### [YOUR TASK]
When a line of the records below contains the string "JoinType", copy that whole line.

*** THE DATA ***

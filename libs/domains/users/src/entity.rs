use core_crud::{CrudConfig, CrudEntity, FindParams};
use domain_roles::role;
use sea_orm::ActiveValue::{NotSet, Set};
use sea_orm::entity::prelude::*;

use crate::models::{CreateUserDto, UpdateUserDto};

/// Sea-ORM Entity for the users table.
///
/// `password` always holds a hash; it never leaves the service layer
/// except through [`crate::models::UserResponse`], which drops it.
#[derive(Clone, Debug, PartialEq, Eq, DeriveEntityModel)]
#[sea_orm(table_name = "users")]
pub struct Model {
    #[sea_orm(primary_key, auto_increment = false)]
    pub id: Uuid,
    #[sea_orm(unique)]
    pub username: String,
    pub password: String,
    pub role_id: Uuid,
    pub created_at: DateTimeWithTimeZone,
    pub updated_at: DateTimeWithTimeZone,
}

#[derive(Copy, Clone, Debug, EnumIter, DeriveRelation)]
pub enum Relation {
    #[sea_orm(
        belongs_to = "domain_roles::role::Entity",
        from = "Column::RoleId",
        to = "domain_roles::role::Column::Id"
    )]
    Role,
}

impl Related<role::Entity> for Entity {
    fn to() -> RelationDef {
        Relation::Role.def()
    }
}

impl ActiveModelBehavior for ActiveModel {}

impl CrudEntity for Entity {
    type CreateDto = CreateUserDto;
    type UpdateDto = UpdateUserDto;
    type FindDto = FindParams;

    const CONFIG: CrudConfig = CrudConfig {
        name: "user",
        table: "users",
        search_by: "username",
        // password stays out
        sortable: &["id", "username", "role_id", "created_at", "updated_at"],
    };

    /// Expects `dto.password` to be hashed already.
    fn new_active_model(dto: CreateUserDto) -> ActiveModel {
        let now: DateTimeWithTimeZone = chrono::Utc::now().into();
        ActiveModel {
            id: Set(Uuid::now_v7()),
            username: Set(dto.username),
            password: Set(dto.password),
            role_id: Set(dto.role_id),
            created_at: Set(now),
            updated_at: Set(now),
        }
    }

    fn updated_active_model(id: Uuid, dto: UpdateUserDto) -> ActiveModel {
        ActiveModel {
            id: Set(id),
            username: Set(dto.username),
            password: Set(dto.password),
            role_id: Set(dto.role_id),
            created_at: NotSet,
            updated_at: Set(chrono::Utc::now().into()),
        }
    }
}
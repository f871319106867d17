use axum_helpers::{JwtAuth, server::create_production_app};
use core_config::tracing::{init_tracing, install_color_eyre};
use database::postgres::{connect_from_config, run_migrations};
use domain_users::{Argon2Hasher, PgUserRepository, UsersService};
use migration::Migrator;
use std::time::Duration;
use tracing::info;

mod api;
mod bootstrap;
mod config;
mod openapi;
mod state;

use config::Config;
use state::AppState;

#[tokio::main]
async fn main() -> eyre::Result<()> {
    // Install color-eyre first for colored error output (before any fallible operations)
    install_color_eyre();

    // Load configuration from environment variables
    let config = Config::from_env()?;

    // Initialize tracing with ErrorLayer for span trace capture
    init_tracing(&config.environment);

    match config.etcd.endpoint() {
        Some(endpoint) => info!(%endpoint, "etcd coordination endpoint configured"),
        None => info!("ETCD_HOST not set, running without coordination service"),
    }

    let db = connect_from_config(config.database.clone())
        .await
        .map_err(|e| eyre::eyre!("PostgreSQL connection failed: {}", e))?;

    run_migrations::<Migrator>(&db, "admin_api").await?;

    if let Some(admin) = &config.admin {
        let users = UsersService::new(PgUserRepository::new(db.clone()), Argon2Hasher);
        bootstrap::ensure_admin_user(&users, admin).await?;
    }

    let jwt = JwtAuth::new(&config.jwt);
    let state = AppState { config, db, jwt };

    // Build router with API routes
    let api_routes = api::routes(&state);

    // create_router adds docs/middleware to our composed routes
    let router = axum_helpers::create_router::<openapi::ApiDoc>(api_routes).await?;
    let app = router.merge(api::health_router(state.clone()));

    info!("Starting admin API with production-ready shutdown (30s timeout)");

    let server = state.config.server.clone();
    let db = state.db.clone();
    drop(state);

    create_production_app(
        app,
        &server,
        Duration::from_secs(30),
        async move {
            info!("Shutting down: closing database connections");
            match db.close().await {
                Ok(_) => info!("PostgreSQL connection closed successfully"),
                Err(e) => tracing::error!("Error closing PostgreSQL: {}", e),
            }
        },
    )
    .await
    .map_err(|e| eyre::eyre!("Server error: {}", e))?;

    info!("Admin API shutdown complete");
    Ok(())
}
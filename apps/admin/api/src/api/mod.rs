use axum::{Router, middleware::from_fn_with_state};
use axum_helpers::jwt_auth_middleware;
use domain_roles::{PgRoleRepository, RolesService};
use domain_users::{Argon2Hasher, AuthService, PgUserRepository, TokenClaims, UsersService};

pub mod health;

/// Creates the API routes without the `/api` prefix.
/// The `/api` prefix will be added by the `create_router` helper.
///
/// `/users` and `/roles` require a bearer token; `/auth/login` does not.
pub fn routes(state: &crate::state::AppState) -> Router {
    let users = UsersService::new(PgUserRepository::new(state.db.clone()), Argon2Hasher);
    let roles = RolesService::new(PgRoleRepository::new(state.db.clone()));
    let auth = AuthService::new(users.clone(), state.jwt.clone());

    let bearer = from_fn_with_state(state.jwt.clone(), jwt_auth_middleware::<TokenClaims>);

    Router::new()
        .nest(
            "/auth",
            domain_users::auth_handlers::router(auth, state.jwt.clone()),
        )
        .nest(
            "/users",
            domain_users::handlers::router(users).route_layer(bearer.clone()),
        )
        .nest(
            "/roles",
            domain_roles::handlers::router(roles).route_layer(bearer),
        )
}

/// Router with the `/health` endpoint, merged next to the `/api` routes.
pub fn health_router(state: crate::state::AppState) -> Router {
    use axum::routing::get;

    Router::new()
        .route("/health", get(health::health_handler))
        .with_state(state.db)
}
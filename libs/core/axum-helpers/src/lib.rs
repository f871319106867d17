//! # Axum Helpers
//!
//! Utilities shared by the HTTP surface of the admin backend.
//!
//! ## Modules
//!
//! - **[`auth`]**: HS256 JWT issuance/verification and bearer middleware
//! - **[`server`]**: Router assembly with Swagger UI, graceful shutdown
//! - **[`errors`]**: Structured error responses with error codes
//! - **[`extractors`]**: Validated JSON/query and UUID path extractors
//!
//! ## Quick Start
//!
//! ```ignore
//! use axum_helpers::server::{create_production_app, create_router};
//! use std::time::Duration;
//!
//! let router = create_router::<ApiDoc>(api_routes).await?;
//! create_production_app(router, &config.server, Duration::from_secs(30), async {}).await?;
//! ```

pub mod auth;
pub mod errors;
pub mod extractors;
pub mod server;

// Re-export auth types
pub use auth::{JwtAuth, JwtConfig, JwtEnvelope, jwt_auth_middleware};

// Re-export server types
pub use server::{
    ShutdownCoordinator, create_production_app, create_router, shutdown_signal,
};

// Re-export error types
pub use errors::{AppError, ErrorCode, ErrorResponse};

// Re-export extractors
pub use extractors::{UuidPath, ValidatedJson, ValidatedQuery};
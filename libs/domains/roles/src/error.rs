use axum::response::{IntoResponse, Response};
use axum_helpers::AppError;
use core_crud::CrudError;
use thiserror::Error;
use uuid::Uuid;

#[derive(Debug, Error)]
pub enum RoleError {
    #[error("Role not found: {0}")]
    NotFound(Uuid),

    #[error(transparent)]
    Crud(#[from] CrudError),
}

pub type RoleResult<T> = Result<T, RoleError>;

impl From<RoleError> for AppError {
    fn from(err: RoleError) -> Self {
        match err {
            RoleError::NotFound(id) => AppError::NotFound(format!("Role {} not found", id)),
            RoleError::Crud(CrudError::NotFound { id, .. }) => {
                AppError::NotFound(format!("Role {} not found", id))
            }
            RoleError::Crud(CrudError::Database(e)) => AppError::Database(e),
            RoleError::Crud(CrudError::Query(msg)) => AppError::BadRequest(msg),
        }
    }
}

impl IntoResponse for RoleError {
    fn into_response(self) -> Response {
        let app_error: AppError = self.into();
        app_error.into_response()
    }
}
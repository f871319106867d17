//! Turns a [`SelectQuery`] into a sea-orm [`Select`].
//!
//! Root-alias fields resolve through the entity's `Column`, so a column the
//! entity does not have is rejected before any SQL exists. Joined-alias
//! fields are addressed as `alias.column`. Every value is bound by sea-query.

use sea_orm::sea_query::{Alias, Expr, ExprTrait};
use sea_orm::{
    ColumnTrait, EntityName, EntityTrait, JoinType, QueryFilter, QueryOrder, QuerySelect, Select,
};
use std::str::FromStr;

use crate::error::{CrudError, CrudResult};
use crate::query::{DateBound, Field, Predicate, SelectQuery};

/// Expression for one field of the plan.
pub fn field_expr<E: EntityTrait>(query: &SelectQuery, field: &Field) -> CrudResult<Expr> {
    if field.alias == query.alias {
        let column = E::Column::from_str(&field.column)
            .map_err(|_| CrudError::Query(format!("unknown column {field}")))?;
        return Ok(column.into_expr());
    }

    if query.joins.iter().any(|join| join.alias == field.alias) {
        return Ok(Expr::col((field.alias.clone(), field.column.clone())));
    }

    Err(CrudError::Query(format!("unknown alias in {field}")))
}

fn predicate_expr<E: EntityTrait>(query: &SelectQuery, predicate: &Predicate) -> CrudResult<Expr> {
    let expr = match predicate {
        Predicate::Eq { field, value } => field_expr::<E>(query, field)?.eq(value.clone()),
        Predicate::Like { field, pattern } => field_expr::<E>(query, field)?.like(pattern.as_str()),
        Predicate::OnDate { field, bound, date } => {
            let day = field_expr::<E>(query, field)?.cast_as(Alias::new("DATE"));
            match bound {
                DateBound::From => day.gte(*date),
                DateBound::To => day.lte(*date),
            }
        }
    };
    Ok(expr)
}

/// Root table, joins and predicates; no order or pagination. This is the
/// select `count` runs on.
pub fn filtered<E: EntityTrait>(query: &SelectQuery) -> CrudResult<Select<E>> {
    let table = E::default().table_name();
    if query.table != table {
        return Err(CrudError::Query(format!(
            "query targets {} but entity table is {table}",
            query.table
        )));
    }

    let mut select = E::find();

    for join in &query.joins {
        let on = field_expr::<E>(query, &join.joined)?.eq(field_expr::<E>(query, &join.root)?);
        QuerySelect::query(&mut select).join_as(
            JoinType::LeftJoin,
            join.table.clone(),
            join.alias.clone(),
            on,
        );
    }

    for predicate in &query.predicates {
        select = select.filter(predicate_expr::<E>(query, predicate)?);
    }

    Ok(select)
}

/// The full select: [`filtered`] plus order, offset and limit.
pub fn to_select<E: EntityTrait>(query: &SelectQuery) -> CrudResult<Select<E>> {
    let mut select = filtered::<E>(query)?;

    if let Some(order) = &query.order_by {
        select = select.order_by(field_expr::<E>(query, &order.field)?, order.direction.into());
    }

    Ok(select.offset(query.offset).limit(query.limit))
}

*** End of THE DATA ***

### [RESULT OF THE TASK]
    ColumnTrait, EntityName, EntityTrait, JoinType, QueryFilter, QueryOrder, QuerySelect, Select,
            JoinType::LeftJoin,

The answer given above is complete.